A esto, y sigo con mi testimonio personal, tengo que añadir que a mi casa se entra previa invitación o sin aviso previo, pero llamando a la puerta. Dicho en román paladino, sin violentarla, y, aún menos, entrando por la ventana. Y, mucho menos, con la pretensión de instalarse provisional o definitivamente en ella.
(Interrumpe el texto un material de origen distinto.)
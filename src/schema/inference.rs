//! Schema inference from sampled JSON rows

use super::types::{ColumnSchema, ColumnType, InferenceOptions, MasterSchema};
use super::values::{parse_bool, parse_decimal, parse_int, parse_timestamp, stringify};
use crate::types::JsonValue;
use std::collections::HashMap;

/// Schema inferrer with configuration options
#[derive(Debug, Clone, Default)]
pub struct SchemaInferrer {
    options: InferenceOptions,
}

impl SchemaInferrer {
    /// Create a new schema inferrer with default settings
    pub fn new() -> Self {
        Self::default()
    }

    /// Create an inferrer with the given options
    pub fn with_options(options: InferenceOptions) -> Self {
        Self { options }
    }

    /// Get the options
    pub fn options(&self) -> &InferenceOptions {
        &self.options
    }

    /// Infer the columns of one page
    ///
    /// Columns appear in first-seen order across the page's objects. Returns
    /// `None` when the page holds no object rows or the objects have no keys.
    pub fn infer_page(&self, rows: &[JsonValue]) -> Option<Vec<ColumnSchema>> {
        let objects: Vec<_> = rows
            .iter()
            .filter_map(JsonValue::as_object)
            .take(self.options.sample_size.max(1))
            .collect();

        if objects.is_empty() {
            return None;
        }

        let mut order: Vec<&str> = Vec::new();
        let mut observed: HashMap<&str, Vec<String>> = HashMap::new();

        for object in &objects {
            for (key, value) in *object {
                let values = observed.entry(key.as_str()).or_insert_with(|| {
                    order.push(key.as_str());
                    Vec::new()
                });
                if let Some(text) = stringify(value).filter(|s| !s.trim().is_empty()) {
                    values.push(text);
                }
            }
        }

        if order.is_empty() {
            return None;
        }

        let columns = order
            .into_iter()
            .map(|name| {
                let values = observed.get(name).map(Vec::as_slice).unwrap_or_default();
                let nullable = values.len() < objects.len();
                ColumnSchema::new(name, self.infer_column_type(values), nullable)
            })
            .collect();

        Some(columns)
    }

    /// Decide a column type from its non-null textual values
    pub fn infer_column_type(&self, values: &[String]) -> ColumnType {
        if values.is_empty() {
            return ColumnType::String;
        }

        let threshold = self.options.effective_threshold();
        let total = values.len() as f64;
        let meets = |count: usize| count as f64 / total >= threshold;

        if self.options.infer_numeric {
            let ints: Vec<i64> = values.iter().filter_map(|v| parse_int(v)).collect();
            if meets(ints.len()) {
                let fits_i32 = ints.iter().all(|v| i32::try_from(*v).is_ok());
                return if fits_i32 {
                    ColumnType::Int32
                } else {
                    ColumnType::Int64
                };
            }

            let decimals = values.iter().filter(|v| parse_decimal(v).is_some()).count();
            if meets(decimals) {
                return ColumnType::Decimal;
            }
        }

        if self.options.infer_booleans && values.iter().all(|v| parse_bool(v).is_some()) {
            return ColumnType::Bool;
        }

        if self.options.infer_dates {
            let timestamps = values
                .iter()
                .filter(|v| parse_timestamp(v).is_some())
                .count();
            if meets(timestamps) {
                return ColumnType::Timestamp;
            }
        }

        ColumnType::String
    }
}

/// Infer the columns of one page with the given options
pub fn infer_page_schema(
    rows: &[JsonValue],
    options: &InferenceOptions,
) -> Option<Vec<ColumnSchema>> {
    SchemaInferrer::with_options(options.clone()).infer_page(rows)
}

/// Merge per-page schemas into a [`MasterSchema`]
///
/// The result is the union of all columns in first-seen order. A column's
/// type is the one inferred by the first page that saw it. Returns `None`
/// when no page produced a schema.
pub fn merge_page_schemas<I>(pages: I) -> Option<MasterSchema>
where
    I: IntoIterator<Item = Vec<ColumnSchema>>,
{
    let mut merged: Option<MasterSchema> = None;

    for page in pages {
        let master = merged.get_or_insert_with(MasterSchema::default);
        for column in page {
            master.push_if_absent(column);
        }
    }

    merged
}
Hacer esto (invadir mi casa forzando la puerta o entrando furtivamente por la ventana e instalarse en ella) va no sólo contra las reglas más elementales de las buenas maneras sociales o de vecindad, que todos tenemos interiorizadas, sino contra el sagrado derecho de propiedad.
He aducido estos retazos de mi biografía personal para establecer una analogía con lo que sucede en la casa común de los españoles, España, con la llegada de una inmigración descontrolada e ilegal, propiciada por las mafias que trafican con seres humanos, con la colaboración delictiva de ONG y “oenegeros” carroñeros.
Desde hace ya varias décadas, las fronteras de España y de la Unión Europea (UE) están desprotegidas y confiadas, como sucedió con el final y la destrucción del Imperio Romano, a dos países mercenarios: Turquía y Marruecos. Y el resultado, hoy, es evidente: cientos de miles de inmigrantes colapsan, principalmente los puertos (pero también los aeropuertos) de Canarias, del sur de España y de Italia, así como la isla griega de Lesbos, próxima a Turquía.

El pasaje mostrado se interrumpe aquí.